Top of Data extract

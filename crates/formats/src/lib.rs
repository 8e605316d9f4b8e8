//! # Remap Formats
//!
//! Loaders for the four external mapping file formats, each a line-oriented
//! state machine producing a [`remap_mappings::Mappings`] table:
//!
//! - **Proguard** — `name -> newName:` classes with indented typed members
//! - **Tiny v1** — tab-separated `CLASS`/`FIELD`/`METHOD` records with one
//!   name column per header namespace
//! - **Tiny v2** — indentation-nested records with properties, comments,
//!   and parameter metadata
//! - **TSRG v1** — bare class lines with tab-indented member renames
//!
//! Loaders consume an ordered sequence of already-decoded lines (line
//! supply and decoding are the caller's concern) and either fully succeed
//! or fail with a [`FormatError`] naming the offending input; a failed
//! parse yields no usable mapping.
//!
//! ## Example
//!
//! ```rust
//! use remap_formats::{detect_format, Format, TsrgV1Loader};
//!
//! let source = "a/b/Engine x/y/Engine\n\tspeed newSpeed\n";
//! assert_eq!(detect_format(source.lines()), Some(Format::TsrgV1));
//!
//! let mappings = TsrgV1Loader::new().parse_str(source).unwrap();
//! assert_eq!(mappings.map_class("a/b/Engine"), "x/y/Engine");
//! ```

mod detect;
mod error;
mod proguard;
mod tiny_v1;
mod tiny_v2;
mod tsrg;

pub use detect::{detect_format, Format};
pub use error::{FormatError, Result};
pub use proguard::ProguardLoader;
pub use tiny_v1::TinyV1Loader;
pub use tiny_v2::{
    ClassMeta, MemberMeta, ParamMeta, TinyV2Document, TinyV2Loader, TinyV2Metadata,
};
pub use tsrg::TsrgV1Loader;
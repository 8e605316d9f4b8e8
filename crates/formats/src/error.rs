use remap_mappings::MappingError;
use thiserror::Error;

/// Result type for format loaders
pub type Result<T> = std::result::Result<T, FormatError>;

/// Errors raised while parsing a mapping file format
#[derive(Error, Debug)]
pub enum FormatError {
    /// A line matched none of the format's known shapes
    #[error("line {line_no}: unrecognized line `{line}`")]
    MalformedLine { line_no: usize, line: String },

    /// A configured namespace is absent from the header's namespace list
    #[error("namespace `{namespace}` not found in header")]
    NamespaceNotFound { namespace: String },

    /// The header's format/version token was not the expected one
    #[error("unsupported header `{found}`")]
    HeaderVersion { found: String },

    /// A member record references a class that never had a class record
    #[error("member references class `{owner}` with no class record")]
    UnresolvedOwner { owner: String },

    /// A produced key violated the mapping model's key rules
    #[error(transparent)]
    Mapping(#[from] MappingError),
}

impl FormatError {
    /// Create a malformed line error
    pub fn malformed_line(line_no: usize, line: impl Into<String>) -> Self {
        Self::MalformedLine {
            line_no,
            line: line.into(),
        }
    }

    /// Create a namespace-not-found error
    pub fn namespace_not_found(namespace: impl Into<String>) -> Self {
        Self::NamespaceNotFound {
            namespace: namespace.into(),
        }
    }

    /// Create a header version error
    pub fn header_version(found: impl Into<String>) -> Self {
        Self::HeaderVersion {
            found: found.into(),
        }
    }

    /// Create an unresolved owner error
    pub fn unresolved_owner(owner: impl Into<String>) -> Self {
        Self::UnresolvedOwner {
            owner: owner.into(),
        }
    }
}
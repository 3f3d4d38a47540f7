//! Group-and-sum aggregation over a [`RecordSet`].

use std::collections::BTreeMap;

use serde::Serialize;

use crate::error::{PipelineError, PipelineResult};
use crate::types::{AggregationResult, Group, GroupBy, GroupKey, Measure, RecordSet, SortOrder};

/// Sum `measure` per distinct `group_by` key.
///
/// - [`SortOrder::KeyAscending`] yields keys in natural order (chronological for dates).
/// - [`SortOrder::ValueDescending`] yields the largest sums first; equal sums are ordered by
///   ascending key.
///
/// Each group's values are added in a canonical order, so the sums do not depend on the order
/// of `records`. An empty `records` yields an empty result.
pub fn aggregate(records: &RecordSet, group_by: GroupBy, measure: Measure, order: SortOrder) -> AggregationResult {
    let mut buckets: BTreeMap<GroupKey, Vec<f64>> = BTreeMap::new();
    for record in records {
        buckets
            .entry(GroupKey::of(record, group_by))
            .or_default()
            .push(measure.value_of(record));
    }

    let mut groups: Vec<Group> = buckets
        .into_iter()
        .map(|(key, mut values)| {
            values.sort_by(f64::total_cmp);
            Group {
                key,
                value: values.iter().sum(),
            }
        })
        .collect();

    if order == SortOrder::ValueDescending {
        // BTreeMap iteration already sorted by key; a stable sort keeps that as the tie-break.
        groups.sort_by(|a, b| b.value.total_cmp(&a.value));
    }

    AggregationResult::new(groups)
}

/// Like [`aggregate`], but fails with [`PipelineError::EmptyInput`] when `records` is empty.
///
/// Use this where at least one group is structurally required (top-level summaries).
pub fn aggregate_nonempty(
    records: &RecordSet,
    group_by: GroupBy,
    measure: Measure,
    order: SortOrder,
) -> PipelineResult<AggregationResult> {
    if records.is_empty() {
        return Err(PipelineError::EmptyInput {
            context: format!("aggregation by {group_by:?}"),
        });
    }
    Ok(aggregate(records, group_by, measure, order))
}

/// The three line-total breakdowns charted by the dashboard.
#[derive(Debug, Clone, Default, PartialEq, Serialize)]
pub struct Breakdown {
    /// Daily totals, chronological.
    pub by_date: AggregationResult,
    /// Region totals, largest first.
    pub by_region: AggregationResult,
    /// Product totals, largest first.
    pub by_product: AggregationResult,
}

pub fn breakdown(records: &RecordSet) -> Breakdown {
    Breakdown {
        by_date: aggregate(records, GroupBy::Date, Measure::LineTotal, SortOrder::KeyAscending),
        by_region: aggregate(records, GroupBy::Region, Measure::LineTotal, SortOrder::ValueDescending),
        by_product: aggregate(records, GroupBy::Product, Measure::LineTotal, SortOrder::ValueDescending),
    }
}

Bottom of Data extract

What the task requires — Would you please transcribe all of the entries above exactly?

Written answer —
filename crates/formats/src/lib.rs
repository 8e605316d9f4b8e8
//! # Remap Formats
//!
//! Loaders for the four external mapping file formats, each a line-oriented
//! state machine producing a [`remap_mappings::Mappings`] table:
//!
//! - **Proguard** — `name -> newName:` classes with indented typed members
//! - **Tiny v1** — tab-separated `CLASS`/`FIELD`/`METHOD` records with one
//!   name column per header namespace
//! - **Tiny v2** — indentation-nested records with properties, comments,
//!   and parameter metadata
//! - **TSRG v1** — bare class lines with tab-indented member renames
//!
//! Loaders consume an ordered sequence of already-decoded lines (line
//! supply and decoding are the caller's concern) and either fully succeed
//! or fail with a [`FormatError`] naming the offending input; a failed
//! parse yields no usable mapping.
//!
//! ## Example
//!
//! ```rust
//! use remap_formats::{detect_format, Format, TsrgV1Loader};
//!
//! let source = "a/b/Engine x/y/Engine\n\tspeed newSpeed\n";
//! assert_eq!(detect_format(source.lines()), Some(Format::TsrgV1));
//!
//! let mappings = TsrgV1Loader::new().parse_str(source).unwrap();
//! assert_eq!(mappings.map_class("a/b/Engine"), "x/y/Engine");
//! ```

mod detect;
mod error;
mod proguard;
mod tiny_v1;
mod tiny_v2;
mod tsrg;

pub use detect::{detect_format, Format};
pub use error::{FormatError, Result};
pub use proguard::ProguardLoader;
pub use tiny_v1::TinyV1Loader;
pub use tiny_v2::{
    ClassMeta, MemberMeta, ParamMeta, TinyV2Document, TinyV2Loader, TinyV2Metadata,
};
pub use tsrg::TsrgV1Loader;
repository 8e605316d9f4b8e8
filename crates/formats/src/error.rs
use remap_mappings::MappingError;
use thiserror::Error;

/// Result type for format loaders
pub type Result<T> = std::result::Result<T, FormatError>;

/// Errors raised while parsing a mapping file format
#[derive(Error, Debug)]
pub enum FormatError {
    /// A line matched none of the format's known shapes
    #[error("line {line_no}: unrecognized line `{line}`")]
    MalformedLine { line_no: usize, line: String },

    /// A configured namespace is absent from the header's namespace list
    #[error("namespace `{namespace}` not found in header")]
    NamespaceNotFound { namespace: String },

    /// The header's format/version token was not the expected one
    #[error("unsupported header `{found}`")]
    HeaderVersion { found: String },

    /// A member record references a class that never had a class record
    #[error("member references class `{owner}` with no class record")]
    UnresolvedOwner { owner: String },

    /// A produced key violated the mapping model's key rules
    #[error(transparent)]
    Mapping(#[from] MappingError),
}

impl FormatError {
    /// Create a malformed line error
    pub fn malformed_line(line_no: usize, line: impl Into<String>) -> Self {
        Self::MalformedLine {
            line_no,
            line: line.into(),
        }
    }

    /// Create a namespace-not-found error
    pub fn namespace_not_found(namespace: impl Into<String>) -> Self {
        Self::NamespaceNotFound {
            namespace: namespace.into(),
        }
    }

    /// Create a header version error
    pub fn header_version(found: impl Into<String>) -> Self {
        Self::HeaderVersion {
            found: found.into(),
        }
    }

    /// Create an unresolved owner error
    pub fn unresolved_owner(owner: impl Into<String>) -> Self {
        Self::UnresolvedOwner {
            owner: owner.into(),
        }
    }
}
repository 3f3d4d38a47540f7
//! Group-and-sum aggregation over a [`RecordSet`].

use std::collections::BTreeMap;

use serde::Serialize;

use crate::error::{PipelineError, PipelineResult};
use crate::types::{AggregationResult, Group, GroupBy, GroupKey, Measure, RecordSet, SortOrder};

/// Sum `measure` per distinct `group_by` key.
///
/// - [`SortOrder::KeyAscending`] yields keys in natural order (chronological for dates).
/// - [`SortOrder::ValueDescending`] yields the largest sums first; equal sums are ordered by
///   ascending key.
///
/// Each group's values are added in a canonical order, so the sums do not depend on the order
/// of `records`. An empty `records` yields an empty result.
pub fn aggregate(records: &RecordSet, group_by: GroupBy, measure: Measure, order: SortOrder) -> AggregationResult {
    let mut buckets: BTreeMap<GroupKey, Vec<f64>> = BTreeMap::new();
    for record in records {
        buckets
            .entry(GroupKey::of(record, group_by))
            .or_default()
            .push(measure.value_of(record));
    }

    let mut groups: Vec<Group> = buckets
        .into_iter()
        .map(|(key, mut values)| {
            values.sort_by(f64::total_cmp);
            Group {
                key,
                value: values.iter().sum(),
            }
        })
        .collect();

    if order == SortOrder::ValueDescending {
        // BTreeMap iteration already sorted by key; a stable sort keeps that as the tie-break.
        groups.sort_by(|a, b| b.value.total_cmp(&a.value));
    }

    AggregationResult::new(groups)
}

/// Like [`aggregate`], but fails with [`PipelineError::EmptyInput`] when `records` is empty.
///
/// Use this where at least one group is structurally required (top-level summaries).
pub fn aggregate_nonempty(
    records: &RecordSet,
    group_by: GroupBy,
    measure: Measure,
    order: SortOrder,
) -> PipelineResult<AggregationResult> {
    if records.is_empty() {
        return Err(PipelineError::EmptyInput {
            context: format!("aggregation by {group_by:?}"),
        });
    }
    Ok(aggregate(records, group_by, measure, order))
}

/// The three line-total breakdowns charted by the dashboard.
#[derive(Debug, Clone, Default, PartialEq, Serialize)]
pub struct Breakdown {
    /// Daily totals, chronological.
    pub by_date: AggregationResult,
    /// Region totals, largest first.
    pub by_region: AggregationResult,
    /// Product totals, largest first.
    pub by_product: AggregationResult,
}

pub fn breakdown(records: &RecordSet) -> Breakdown {
    Breakdown {
        by_date: aggregate(records, GroupBy::Date, Measure::LineTotal, SortOrder::KeyAscending),
        by_region: aggregate(records, GroupBy::Region, Measure::LineTotal, SortOrder::ValueDescending),
        by_product: aggregate(records, GroupBy::Product, Measure::LineTotal, SortOrder::ValueDescending),
    }
}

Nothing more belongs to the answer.